Quoi qu'il en soit, les progrès du capitalisme américain en Europe s'affirment de jour en jour; les ouvrages de MM. Pomaret et Laurat, pour ne citer que les plus récents, donnent à ce sujet des renseignements précis, sur une situation qui, du reste, évolue très rapidement. Nous n'avons pas ici le dessein de déterminer où en est actuellement l'aspect technique de la question. Qu'il suffise de rappeler que la pénétration américaine peut se produire de plusieurs manières:
la première sous forme d'emprunt de l'État, des municipalités ou d'un établissement public autonome; tel est le cas du Reich, de divers autres États, tels que la Pologne et même, ce qu'on oublie trop, de la France, au moins pour ses chemins de fer et ses régions libérées (notamment Soissons)l. Un exemple typique de la puissance de l'arme financière vient d'être fourni tout récemment par l'Angleterre elle-même. Le chef du parti travailliste, Mac Donald, acculé à une situation sans issue autre que révolutionnaire, passe délibérément sans quitter le pouvoir du service du socialisme au service de l'Amérique sous la pression de la Banque d'Angleterre, elle-même entièrement dominée par la banque américaine seule capable de sauver la Livre menacée par la débâcle allemande, trahison qui s'est révélée vaine. Ici la méthode financière de colonisation apparaît cyniquement si l'on se souvient qu'à l'origine de la débâcle allemande se trouvait l'échec de la rationalisation financée avec des crédits yankees.

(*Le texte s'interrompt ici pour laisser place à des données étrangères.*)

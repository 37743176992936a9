//! zone-sentinel: video monitoring with zone occupancy and weapon alerts.
//!
//! The crate wires a frame source (camera or video file), an object detector,
//! a polygonal zone of interest and an alerting state machine into a single
//! capture loop. Per frame it counts people inside the zone, watches for
//! configured weapon classes, and on a trigger captures a screenshot and
//! appends a durable record to SQLite.
//!
//! The `sentineld` binary runs the loop; `list_alerts` reads the records
//! back. Heavy ingestion and inference backends are feature-gated
//! (`ingest-file-ffmpeg`, `ingest-v4l2`, `backend-tract`); the default build
//! runs end-to-end on synthetic `stub://` sources and a scripted detector.

pub mod alert;
pub mod annotate;
pub mod config;
pub mod detect;
pub mod frame;
pub mod occupancy;
pub mod pipeline;
pub mod source;
pub mod zone;

pub use alert::{AlertManager, AlertPolicy, AlertRecord, AlertStore, ScreenshotStore};
pub use config::MonitorConfig;
pub use detect::{Detection, Detector, MatchMode};
pub use frame::Frame;
pub use occupancy::OccupancyCounter;
pub use pipeline::{Monitor, MonitorState, RunSummary};
pub use source::FrameSource;
pub use zone::{Zone, ZoneTemplate};
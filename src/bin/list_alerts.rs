//! list_alerts - print persisted alert records

use anyhow::Result;
use clap::Parser;

use zone_sentinel::alert::{AlertStore, SqliteAlertStore};

#[derive(Parser, Debug)]
#[command(author, version, about)]
struct Args {
    /// Path to the alerts database.
    #[arg(long, default_value = "alerts.db")]
    db: String,
    /// Emit records as a JSON array instead of text lines.
    #[arg(long)]
    json: bool,
}

fn main() -> Result<()> {
    env_logger::Builder::from_env(env_logger::Env::default().default_filter_or("warn")).init();

    let args = Args::parse();
    let store = SqliteAlertStore::open(&args.db)?;
    let records = store.list_all()?;

    if args.json {
        println!("{}", serde_json::to_string_pretty(&records)?);
        return Ok(());
    }

    if records.is_empty() {
        println!("no alerts recorded");
        return Ok(());
    }
    for record in &records {
        println!(
            "#{} {} at {} screenshot={}",
            record.id,
            record.item_name,
            record.timestamp.format("%Y-%m-%d %H:%M:%S UTC"),
            if record.screenshot_path.is_empty() {
                "(none)"
            } else {
                record.screenshot_path.as_str()
            }
        );
    }
    Ok(())
}
//! Frame representation.
//!
//! A `Frame` is a dense RGB24 pixel buffer with fixed dimensions for the
//! session. Frames are immutable once captured: the capture loop owns each
//! frame exclusively until it is handed to the annotator or screenshot store,
//! both of which read the buffer without mutating it.

use anyhow::{anyhow, Result};
use chrono::{DateTime, Utc};
use image::RgbImage;

/// One captured video frame (RGB24, row-major, no padding).
#[derive(Clone, Debug)]
pub struct Frame {
    data: Vec<u8>,
    pub width: u32,
    pub height: u32,
    /// Monotonic capture index within the session, starting at 1.
    pub index: u64,
    /// Precise capture time. Used for alert records and screenshot names.
    pub captured_at: DateTime<Utc>,
}

impl Frame {
    /// Create a new frame. Called only by frame sources.
    pub fn new(
        data: Vec<u8>,
        width: u32,
        height: u32,
        index: u64,
        captured_at: DateTime<Utc>,
    ) -> Result<Self> {
        let expected = (width as usize)
            .checked_mul(height as usize)
            .and_then(|v| v.checked_mul(3))
            .ok_or_else(|| anyhow!("frame dimensions overflow"))?;
        if data.len() != expected {
            return Err(anyhow!(
                "expected {} RGB bytes for {}x{}, received {}",
                expected,
                width,
                height,
                data.len()
            ));
        }
        Ok(Self {
            data,
            width,
            height,
            index,
            captured_at,
        })
    }

    /// Read-only pixel access for detectors, annotation and screenshots.
    pub fn pixels(&self) -> &[u8] {
        &self.data
    }

    /// Copy the frame into an `image::RgbImage` for encoding or drawing.
    pub fn to_image(&self) -> RgbImage {
        // Length was validated in `new`, so from_raw cannot fail.
        RgbImage::from_raw(self.width, self.height, self.data.clone())
            .unwrap_or_else(|| RgbImage::new(self.width, self.height))
    }
}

La seconde méthode de colonisation est celle de la pénétration d'une industrie ou d'une firme américaine sur le territoire européen ; par exemple la mainmise de la General Motors sur Opel, de la General Electric sur le Consortium allemand de l'A.E.G. ; ou encore les tentatives directes faites par Ford pour supplanter Citroën et Renault. En dehors de la lutte entre Ford et la General Motors qui, comme le dit M. Pomaret, se disputent la clientèle sur le dos de l'Europe, le premier, généralement sous son nom, la seconde, plutôt sous le nom des firmes qu'elle achète en Europe, deux exemples de cette manière de coloniser sont particulièrement frappants : le premier est celui du groupe Harriman en Pologne, qui accaparant la majeure partie de la production minière de ce pays, faillit récemment, en créant à son profit le monopole de la force motrice, dominer entièrement la vie économique. L'autre exemple, le plus éclatant de cette manière de faire, semble avoir été l'espèce de chantage opéré par la General Electric sur tout notre système téléphonique, radiotéléphonique, etc., juste au moment où le plan d'Owen Young était présenté en Europe comme une concession généreuse de l'Amérique. Sans insister davantage, rappelons qu'en Allemagne et en France, la majeure partie de l'industrie du cinéma est d'ores et déjà sous le contrôle américain, qu'il en est de même pour l'électricité, pour les matières colorantes, etc. Si les firmes britanniques pétrolifères et les firmes françaises automobiles se défendent jusqu'ici utilement, il ne faut pas oublier néanmoins qu'une grande partie du pétrole exploité par les firmes anglaises vient d'Amérique et que l'industrie automobile française pour lutter contre Ford et la General Motors, tend à américaniser peu à peu ses méthodes, rendant ainsi plus facile, au cas d'une crise, la conquête américaine dont le public et l'ouvrier ne s'apercevront même pas.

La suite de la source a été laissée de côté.